Grief is an odd thing. Our western culture does not do a good job of handling it or the transition back to normal life well. Our grief tends to have a tinge of guilt hanging about it as we appear to ‘get over it’ and carry on. I think even in the midst of what causes us grief, we judge ourselves and are judged by those around us if we are not showing our sadness enough for for long enough, however nobody seems to know what that timeframe is or what you are supposed to be doing.
I sort of like the ideas from the past and other cultures that have set times for mourning. So you do you bit…wear black, look dramatic, spend time at home and then boom. Your time is done. Carry on and wear colours again.
This sort of tradition is probably really helpful to other people too as so many do not know how to handle grief and especially when it comes to loss of unborn babies. For many a miscarriage is something to shrug about and move on, and they don’t fathom the pain that having that expectation of a child taken away is.
Which is odd, because we make such a big deal about celebrating pregnancy. People plan huge pregnancy announcements, baby showers and gender reveal events. They make the making of a baby a really big deal. So why do so many people not understand that the loss of that baby is also a big deal?
This is not about everyone out there. There are plenty of people who do understand grief. We were surrounded by many who shared and supported our family and helped us heal.
Gender reveal parties make me uncomfortable for so many reasons. A) that in this day and age, why are we making such a big deal about whether the baby will wear pink or blue. Are you going to be disappointed if the baby is not the gender you wanted? And B) should you not just be happy no matter what the gender – your baby is alive and well? Not to mention, can’t you just be surprised? Do we need all this medical technology used in such a frivolous way?
We actually did find out the gender before Tara was born as she is what they apparently call a Rainbow Baby. I did not know this reference either….this is what babies are called that are born after a loss. Because we lost her would be big brother back in December of 2007, my pregnancy with her was filled with triple the amount of doctor visits and every single test they could think of.
I don’t know if I like naming the type of birth Tara is. I mean, is she supposed to feel bad for being born and not being Scott? We are just happy to have her. The biggest issue that comes up is that people tend to wonder why the big gap between her and Caity. I tell people that there was supposed to be one in between. Caity and Adam like to tell people that we were supposed to have been a family of six and not five.
But that brings back the ‘telling’ thing. I sort of hate it because if you mention to a stranger anything related to the gap or why we have talked about four pregnancies, you tend to need to go into the whole story and it is not a story I like to relive.

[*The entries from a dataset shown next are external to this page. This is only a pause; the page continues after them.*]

//! Gitea provider.
//!
//! The Gitea REST API mirrors GitHub's shape closely enough that pagination
//! works the same way: `Link` header for the last page, concurrent fetch of
//! the remaining pages, page-ordered reassembly.

use anyhow::{bail, Context, Result};
use futures::stream::{FuturesUnordered, StreamExt};
use serde::Deserialize;
use std::collections::BTreeMap;

use super::{
    clone_branch_for, http_client, last_page_from_link_header, select_clone_url, Repo,
};
use crate::config::Settings;

const PER_PAGE: u32 = 50;

#[derive(Debug, Deserialize)]
struct GiteaRepo {
    name: String,
    full_name: String,
    clone_url: String,
    ssh_url: String,
    default_branch: Option<String>,
    #[serde(default)]
    archived: bool,
    #[serde(default)]
    fork: bool,
    has_wiki: Option<bool>,
}

pub struct GiteaClient {
    client: reqwest::Client,
    api_base: String,
    token: String,
    settings_snapshot: Settings,
}

impl GiteaClient {
    pub fn new(settings: &Settings) -> Result<Self> {
        let base = match &settings.base_url {
            Some(base) => base.trim_end_matches('/').to_string(),
            None => bail!("gitea requires --base-url pointing at your instance"),
        };
        let api_base = if base.ends_with("/api/v1") {
            base
        } else {
            format!("{base}/api/v1")
        };
        Ok(GiteaClient {
            client: http_client(settings.insecure_gitea_client)?,
            api_base,
            token: settings.token.clone(),
            settings_snapshot: settings.clone(),
        })
    }

    pub async fn get_org_repos(&self, org: &str) -> Result<Vec<Repo>> {
        let path = format!("/orgs/{org}/repos?limit={PER_PAGE}");
        let repos = self.fetch_all_pages(&path).await?;
        Ok(self.normalize(repos))
    }

    pub async fn get_user_repos(&self, user: &str) -> Result<Vec<Repo>> {
        let path = format!("/users/{user}/repos?limit={PER_PAGE}");
        let repos = self.fetch_all_pages(&path).await?;
        Ok(self.normalize(repos))
    }

    async fn fetch_page(&self, path: &str, page: u32) -> Result<(Vec<GiteaRepo>, Option<u32>)> {
        let sep = if path.contains('?') { '&' } else { '?' };
        let url = format!("{}{}{}page={}", self.api_base, path, sep, page);
        let mut request = self.client.get(&url);
        if !self.token.is_empty() {
            request = request.header("Authorization", format!("token {}", self.token));
        }
        let response = request
            .send()
            .await
            .with_context(|| format!("Gitea API request failed: {url}"))?;
        let status = response.status();
        if status == reqwest::StatusCode::UNAUTHORIZED || status == reqwest::StatusCode::FORBIDDEN {
            bail!("Gitea API authentication failed ({status}) for {url}");
        }
        if !status.is_success() {
            bail!("Gitea API returned {status} for {url}");
        }
        let last_page = response
            .headers()
            .get("link")
            .and_then(|v| v.to_str().ok())
            .and_then(last_page_from_link_header);
        let repos: Vec<GiteaRepo> = response
            .json()
            .await
            .with_context(|| format!("could not decode Gitea response from {url}"))?;
        Ok((repos, last_page))
    }

    async fn fetch_all_pages(&self, path: &str) -> Result<Vec<GiteaRepo>> {
        let (first, last_page) = self.fetch_page(path, 1).await?;
        let mut all = first;

        if let Some(last) = last_page {
            let mut pending: FuturesUnordered<_> = (2..=last)
                .map(|page| async move { (page, self.fetch_page(path, page).await) })
                .collect();
            let mut by_page: BTreeMap<u32, Vec<GiteaRepo>> = BTreeMap::new();
            while let Some((page, result)) = pending.next().await {
                let (repos, _) = result?;
                by_page.insert(page, repos);
            }
            for (_, repos) in by_page {
                all.extend(repos);
            }
        }

        Ok(all)
    }

    fn normalize(&self, raw: Vec<GiteaRepo>) -> Vec<Repo> {
        let settings = &self.settings_snapshot;
        let userinfo = (!settings.token.is_empty()).then(|| settings.token.clone());
        let mut out = Vec::with_capacity(raw.len());

        for repo in raw {
            let default_branch = repo.default_branch.as_deref().unwrap_or("");
            let (url, clone_url) =
                select_clone_url(settings, &repo.clone_url, &repo.ssh_url, userinfo.clone());

            if settings.clone_wiki && repo.has_wiki.unwrap_or(false) {
                let wiki_https =
                    format!("{}.wiki.git", repo.clone_url.trim_end_matches(".git"));
                let wiki_ssh = format!("{}.wiki.git", repo.ssh_url.trim_end_matches(".git"));
                let (wiki_url, wiki_clone_url) =
                    select_clone_url(settings, &wiki_https, &wiki_ssh, userinfo.clone());
                out.push(Repo {
                    name: format!("{}.wiki", repo.name),
                    path: format!("{}.wiki", repo.full_name),
                    url: wiki_url,
                    clone_url: wiki_clone_url,
                    is_wiki: true,
                    archived: repo.archived,
                    fork: repo.fork,
                    ..Default::default()
                });
            }

            out.push(Repo {
                name: repo.name,
                path: repo.full_name,
                clone_branch: clone_branch_for(settings, default_branch),
                archived: repo.archived,
                fork: repo.fork,
                url,
                clone_url,
                ..Default::default()
            });
        }

        out
    }
}
//! GitHub provider.
//!
//! Enumerates org or user repositories over the REST v3 API. Page 1 is
//! fetched serially to learn the last page from the `Link` header, pages
//! 2..N are fetched concurrently and reassembled in page order so the
//! produced set is stable within a run.

use anyhow::{bail, Context, Result};
use futures::stream::{FuturesUnordered, StreamExt};
use serde::Deserialize;
use std::collections::BTreeMap;

use super::{
    clone_branch_for, http_client, last_page_from_link_header, select_clone_url, Repo,
};
use crate::config::Settings;

const PER_PAGE: u32 = 100;

#[derive(Debug, Deserialize)]
struct GithubRepo {
    name: String,
    full_name: String,
    clone_url: String,
    ssh_url: String,
    default_branch: Option<String>,
    archived: bool,
    fork: bool,
    has_wiki: Option<bool>,
    language: Option<String>,
    #[serde(default)]
    topics: Vec<String>,
}

pub struct GithubClient {
    client: reqwest::Client,
    api_base: String,
    token: String,
    user_option: String,
    filter_languages: Vec<String>,
    settings_snapshot: Settings,
}

impl GithubClient {
    pub fn new(settings: &Settings) -> Result<Self> {
        let api_base = settings
            .base_url
            .clone()
            .unwrap_or_else(|| "https://api.github.com".to_string())
            .trim_end_matches('/')
            .to_string();
        let filter_languages = settings
            .github_filter_language
            .as_deref()
            .map(|l| l.split(',').map(|s| s.trim().to_lowercase()).collect())
            .unwrap_or_default();
        Ok(GithubClient {
            client: http_client(false)?,
            api_base,
            token: settings.token.clone(),
            user_option: settings.github_user_option.clone(),
            filter_languages,
            settings_snapshot: settings.clone(),
        })
    }

    pub async fn get_org_repos(&self, org: &str) -> Result<Vec<Repo>> {
        let path = format!("/orgs/{org}/repos?type=all&per_page={PER_PAGE}");
        let repos = self.fetch_all_pages(&path).await?;
        Ok(self.normalize(repos))
    }

    pub async fn get_user_repos(&self, user: &str) -> Result<Vec<Repo>> {
        // An empty target means "the authenticated user", which is the only
        // way to see private repositories across affiliations.
        let path = if user.is_empty() {
            format!(
                "/user/repos?per_page={PER_PAGE}&affiliation={}",
                match self.user_option.as_str() {
                    "all" => "owner,collaborator,organization_member",
                    "member" => "organization_member",
                    _ => "owner",
                }
            )
        } else {
            format!("/users/{user}/repos?per_page={PER_PAGE}")
        };
        let repos = self.fetch_all_pages(&path).await?;
        Ok(self.normalize(repos))
    }

    async fn fetch_page(&self, path: &str, page: u32) -> Result<(Vec<GithubRepo>, Option<u32>)> {
        let sep = if path.contains('?') { '&' } else { '?' };
        let url = format!("{}{}{}page={}", self.api_base, path, sep, page);
        let mut request = self.client.get(&url).header("Accept", "application/vnd.github+json");
        if !self.token.is_empty() {
            request = request.bearer_auth(&self.token);
        }
        let response = request
            .send()
            .await
            .with_context(|| format!("GitHub API request failed: {url}"))?;

        let status = response.status();
        if status == reqwest::StatusCode::UNAUTHORIZED || status == reqwest::StatusCode::FORBIDDEN {
            bail!("GitHub API authentication failed ({status}) for {url}");
        }
        if !status.is_success() {
            bail!("GitHub API returned {status} for {url}");
        }

        let last_page = response
            .headers()
            .get("link")
            .and_then(|v| v.to_str().ok())
            .and_then(last_page_from_link_header);
        let repos: Vec<GithubRepo> = response
            .json()
            .await
            .with_context(|| format!("could not decode GitHub response from {url}"))?;
        Ok((repos, last_page))
    }

    async fn fetch_all_pages(&self, path: &str) -> Result<Vec<GithubRepo>> {
        let (first, last_page) = self.fetch_page(path, 1).await?;
        let mut all = first;

        if let Some(last) = last_page {
            let mut pending: FuturesUnordered<_> = (2..=last)
                .map(|page| async move { (page, self.fetch_page(path, page).await) })
                .collect();

            let mut by_page: BTreeMap<u32, Vec<GithubRepo>> = BTreeMap::new();
            while let Some((page, result)) = pending.next().await {
                let (repos, _) = result?;
                by_page.insert(page, repos);
            }
            for (_, repos) in by_page {
                all.extend(repos);
            }
        }

        Ok(all)
    }

    fn normalize(&self, raw: Vec<GithubRepo>) -> Vec<Repo> {
        let settings = &self.settings_snapshot;
        let mut out = Vec::with_capacity(raw.len());

        for gh in raw {
            if !self.filter_languages.is_empty() {
                let lang = gh.language.as_deref().unwrap_or("").to_lowercase();
                if !self.filter_languages.contains(&lang) {
                    continue;
                }
            }

            let userinfo = (!settings.token.is_empty()).then(|| settings.token.clone());
            let (url, clone_url) =
                select_clone_url(settings, &gh.clone_url, &gh.ssh_url, userinfo.clone());
            let default_branch = gh.default_branch.as_deref().unwrap_or("");
            let has_wiki = gh.has_wiki.unwrap_or(false);

            let repo = Repo {
                name: gh.name.clone(),
                path: gh.full_name.clone(),
                clone_branch: clone_branch_for(settings, default_branch),
                archived: gh.archived,
                fork: gh.fork,
                topics: gh.topics.clone(),
                language: gh.language.clone(),
                url,
                clone_url,
                ..Default::default()
            };

            if settings.clone_wiki && has_wiki {
                let wiki_https = format!(
                    "{}.wiki.git",
                    gh.clone_url.trim_end_matches(".git")
                );
                let wiki_ssh = format!("{}.wiki.git", gh.ssh_url.trim_end_matches(".git"));
                let (wiki_url, wiki_clone_url) =
                    select_clone_url(settings, &wiki_https, &wiki_ssh, userinfo);
                out.push(Repo {
                    name: format!("{}.wiki", gh.name),
                    path: format!("{}.wiki", gh.full_name),
                    url: wiki_url,
                    clone_url: wiki_clone_url,
                    clone_branch: String::new(),
                    is_wiki: true,
                    archived: gh.archived,
                    fork: gh.fork,
                    ..Default::default()
                });
            }

            out.push(repo);
        }

        out
    }
}
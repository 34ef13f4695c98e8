//! The `reclone-server` command: an HTTP daemon for ad hoc reclones.
//!
//! Three routes: `POST /trigger/reclone?cmd=<key>` starts a reclone and
//! answers 200 once the work is underway (429 when one is already in
//! flight), `GET /stats` returns the stats table as JSON (428 when stats
//! are not enabled), and `GET /health` answers 200. The route surface is
//! small and fixed, so requests are parsed directly off the socket.

use anyhow::{Context, Result};
use clap::Args;
use std::path::PathBuf;
use std::sync::Arc;
use tokio::io::{AsyncReadExt, AsyncWriteExt};
use tokio::net::{TcpListener, TcpStream};
use tokio::sync::Mutex;

use crate::colorlog;
use crate::config::Settings;
use crate::engine::stats_file;

#[derive(Args, Debug, Default)]
pub struct RecloneServerArgs {
    /// Port the server listens on
    #[arg(short, long)]
    pub port: Option<u16>,
}

pub async fn run(args: RecloneServerArgs) -> Result<i32> {
    let port = args
        .port
        .or_else(|| {
            std::env::var("GITFLEET_RECLONE_SERVER_PORT")
                .ok()
                .and_then(|v| v.trim_start_matches(':').parse().ok())
        })
        .unwrap_or(8080);

    let listener = TcpListener::bind(("0.0.0.0", port))
        .await
        .with_context(|| format!("could not bind reclone server to port {port}"))?;
    colorlog::print_info(format!("Starting reclone server on :{port}"));

    // Single-flight guard: at most one reclone in flight in this process.
    let busy = Arc::new(Mutex::new(()));

    loop {
        let (stream, _) = listener.accept().await?;
        let busy = Arc::clone(&busy);
        tokio::spawn(async move {
            if let Err(err) = handle_connection(stream, busy).await {
                colorlog::print_error(format!("Error handling request: {err}"));
            }
        });
    }
}

async fn handle_connection(mut stream: TcpStream, busy: Arc<Mutex<()>>) -> Result<()> {
    let mut buffer = vec![0u8; 8192];
    let read = stream.read(&mut buffer).await?;
    let request = String::from_utf8_lossy(&buffer[..read]);

    let mut parts = request.split_whitespace();
    let _method = parts.next().unwrap_or("");
    let target = parts.next().unwrap_or("/");
    let (path, query) = match target.split_once('?') {
        Some((path, query)) => (path, Some(query)),
        None => (target, None),
    };

    match path {
        "/health" => write_response(&mut stream, 200, "OK", "text/plain", "ok").await,
        "/trigger/reclone" => {
            let key = query
                .and_then(|q| {
                    q.split('&')
                        .find_map(|pair| pair.strip_prefix("cmd=").map(|v| v.to_string()))
                })
                .filter(|v| !v.is_empty());
            trigger_reclone(&mut stream, busy, key).await
        }
        "/stats" => serve_stats(&mut stream).await,
        _ => write_response(&mut stream, 404, "Not Found", "text/plain", "not found").await,
    }
}

async fn trigger_reclone(
    stream: &mut TcpStream,
    busy: Arc<Mutex<()>>,
    key: Option<String>,
) -> Result<()> {
    let guard = match busy.try_lock_owned() {
        Ok(guard) => guard,
        Err(_) => {
            return write_response(
                stream,
                429,
                "Too Many Requests",
                "text/plain",
                "Server is busy, please try again later",
            )
            .await;
        }
    };

    tokio::spawn(async move {
        // Guard held for the lifetime of the child run.
        let _guard = guard;
        let exe = std::env::current_exe().unwrap_or_else(|_| PathBuf::from("gitfleet"));
        let mut cmd = tokio::process::Command::new(exe);
        cmd.arg("reclone");
        if let Some(key) = key {
            cmd.arg(key);
        }
        match cmd.status().await {
            Ok(status) if !status.success() => {
                colorlog::print_error(format!("Reclone run exited with {status}"));
            }
            Err(err) => colorlog::print_error(format!("Error running reclone: {err}")),
            Ok(_) => {}
        }
    });

    write_response(stream, 200, "OK", "text/plain", "reclone started").await
}

async fn serve_stats(stream: &mut TcpStream) -> Result<()> {
    let settings = Settings::from_env();
    if !settings.stats_enabled {
        return write_response(
            stream,
            428,
            "Precondition Required",
            "text/plain",
            "Stats collection is not enabled. Set GITFLEET_STATS_ENABLED=true or use \
             --stats-enabled",
        )
        .await;
    }

    let path = stats_file::stats_file_path(&settings.stats_root());
    if !path.exists() {
        return write_response(stream, 200, "OK", "application/json", "[]").await;
    }

    let contents = std::fs::read_to_string(&path)?;
    let body = csv_to_json(&contents)?;
    write_response(stream, 200, "OK", "application/json", &body).await
}

/// Converts the delimited stats table into a JSON array of objects keyed by
/// the header fields.
fn csv_to_json(contents: &str) -> Result<String> {
    let mut lines = contents.lines();
    let header: Vec<&str> = match lines.next() {
        Some(line) => line.split(',').collect(),
        None => return Ok("[]".to_string()),
    };

    let mut rows = Vec::new();
    for line in lines {
        if line.is_empty() {
            continue;
        }
        let mut object = serde_json::Map::new();
        for (key, value) in header.iter().zip(line.split(',')) {
            object.insert(
                key.to_string(),
                serde_json::Value::String(value.to_string()),
            );
        }
        rows.push(serde_json::Value::Object(object));
    }
    Ok(serde_json::to_string(&rows)?)
}

async fn write_response(
    stream: &mut TcpStream,
    code: u16,
    reason: &str,
    content_type: &str,
    body: &str,
) -> Result<()> {
    let response = format!(
        "HTTP/1.1 {code} {reason}\r\nContent-Type: {content_type}\r\n\
         Content-Length: {}\r\nConnection: close\r\n\r\n{body}",
        body.len()
    );
    stream.write_all(response.as_bytes()).await?;
    stream.shutdown().await?;
    Ok(())
}
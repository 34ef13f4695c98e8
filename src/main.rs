use clap::{Parser, Subcommand};
use std::process::ExitCode;

use gitfleet::colorlog;
use gitfleet::commands::{clone, ls, reclone, reclone_cron, reclone_server};

#[derive(Parser)]
#[command(
    name = "gitfleet",
    version,
    about = "Bulk-clone and mirror whole fleets of repositories"
)]
struct Cli {
    #[command(subcommand)]
    command: Commands,
}

#[derive(Subcommand)]
enum Commands {
    /// Clone every repo of an org or user
    Clone(clone::CloneArgs),
    /// Rerun saved clone invocations
    Reclone(reclone::RecloneArgs),
    /// Run reclone on a fixed interval
    RecloneCron(reclone_cron::RecloneCronArgs),
    /// HTTP server for triggering reclones
    RecloneServer(reclone_server::RecloneServerArgs),
    /// List clone directories
    Ls(ls::LsArgs),
    /// Print the version
    Version,
}

#[tokio::main]
async fn main() -> ExitCode {
    let cli = Cli::parse();

    let result = match cli.command {
        Commands::Clone(args) => clone::run(args).await,
        Commands::Reclone(args) => reclone::run(args),
        Commands::RecloneCron(args) => reclone_cron::run(args),
        Commands::RecloneServer(args) => reclone_server::run(args).await,
        Commands::Ls(args) => ls::run(args),
        Commands::Version => {
            println!("gitfleet {}", env!("CARGO_PKG_VERSION"));
            Ok(0)
        }
    };

    match result {
        Ok(code) => ExitCode::from(code.clamp(0, 255) as u8),
        Err(err) => {
            colorlog::print_error(format!("{err:#}"));
            ExitCode::FAILURE
        }
    }
}
//! The `reclone-cron` command: periodic wrapper around `reclone`.
//!
//! Runs the full reclone table on a fixed minute interval. Runs are
//! strictly serial, so at most one is ever in flight in this process.

use anyhow::Result;
use clap::Args;
use std::time::Duration;

use super::reclone::{self, RecloneArgs};
use crate::colorlog;

const DEFAULT_INTERVAL_MINUTES: u64 = 60;

#[derive(Args, Debug, Default)]
pub struct RecloneCronArgs {
    /// Minutes between reclone runs
    #[arg(long)]
    pub interval_minutes: Option<u64>,
    /// Path to the reclone configuration file
    #[arg(long)]
    pub reclone_path: Option<String>,
    /// Quiet logging output for the child reclones
    #[arg(long)]
    pub quiet: bool,
}

pub fn run(args: RecloneCronArgs) -> Result<i32> {
    let interval_minutes = args
        .interval_minutes
        .or_else(|| {
            std::env::var("GITFLEET_CRON_TIMER_MINUTES")
                .ok()
                .and_then(|v| v.parse().ok())
        })
        .unwrap_or(DEFAULT_INTERVAL_MINUTES)
        .max(1);

    colorlog::print_info(format!(
        "Starting reclone cron, running every {interval_minutes} minutes"
    ));

    loop {
        let reclone_args = RecloneArgs {
            keys: Vec::new(),
            reclone_path: args.reclone_path.clone(),
            quiet: args.quiet,
            list: false,
            env_config_only: false,
        };
        // A failed run is a run-level failure, not a scheduler failure.
        if let Err(err) = reclone::run(reclone_args) {
            colorlog::print_error(format!("Reclone run failed: {err}"));
        }
        std::thread::sleep(Duration::from_secs(interval_minutes * 60));
    }
}
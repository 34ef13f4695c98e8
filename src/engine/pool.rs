//! Bounded-concurrency executor for per-repository Git work.
//!
//! Submission acquires a semaphore permit, so `submit` blocks while the
//! configured number of tasks is in flight. Task bodies are blocking (they
//! drive Git) and run on the blocking pool. A panicking task is reported
//! back to the caller instead of propagating; one worker failing never
//! cancels its siblings.

use futures::stream::{FuturesUnordered, StreamExt};
use std::future::Future;
use std::pin::Pin;
use std::sync::Arc;
use std::time::Duration;
use tokio::sync::Semaphore;

type TaskResult = (String, Result<(), tokio::task::JoinError>);
type TaskFuture = Pin<Box<dyn Future<Output = TaskResult> + Send>>;

pub struct WorkerPool {
    semaphore: Arc<Semaphore>,
    delay: Duration,
    tasks: FuturesUnordered<TaskFuture>,
    dispatched: usize,
}

impl WorkerPool {
    pub fn new(concurrency: usize, delay_seconds: u64) -> Self {
        WorkerPool {
            semaphore: Arc::new(Semaphore::new(concurrency.max(1))),
            delay: Duration::from_secs(delay_seconds),
            tasks: FuturesUnordered::new(),
            dispatched: 0,
        }
    }

    /// Schedules one blocking task. Blocks while the pool is saturated and
    /// honours the configured inter-task delay.
    pub async fn submit<F>(&mut self, label: String, task: F)
    where
        F: FnOnce() + Send + 'static,
    {
        if self.dispatched > 0 && !self.delay.is_zero() {
            tokio::time::sleep(self.delay).await;
        }
        self.dispatched += 1;

        let permit = self
            .semaphore
            .clone()
            .acquire_owned()
            .await
            .expect("worker pool semaphore closed");

        let handle = tokio::task::spawn_blocking(move || {
            task();
            drop(permit);
        });
        self.tasks.push(Box::pin(async move { (label, handle.await) }));
    }

    /// Waits for every submitted task. Returns `(label, panic message)` for
    /// each task that did not complete normally.
    pub async fn wait_and_close(&mut self) -> Vec<(String, String)> {
        let mut failures = Vec::new();
        while let Some((label, result)) = self.tasks.next().await {
            if let Err(err) = result {
                let reason = if err.is_panic() {
                    "task panicked".to_string()
                } else {
                    err.to_string()
                };
                failures.push((label, reason));
            }
        }
        failures
    }
}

There are aspects of my tale that should be part of the WHY of having a month dedicated to this issue. Apart from people being uncomfortable with infant loss and the grief surrounding it, another BIG issue is making those who are part of the process to be more aware and better trained. From the poor ultrasound tech who went white and fled the room to find her supervisor who did nothing but tell us to go see our doctor right away, to our OB/GYN who shrugged her shoulders and just said ‘these things happen,’ to the nurses at the hospital who couldn’t keep it in their heads that I was delivering a DEAD baby and so I could have any pain relief available as it DIDN’T MATTER, to the photographer who blundered into my room the next morning asking to take a photo of my baby.
I would hope having a month dedicated to awareness would help these type of professionals learn more about how to handle these sort of situations far better than I experienced.
To those of you who have experiences infant loss. My heart goes out to you all.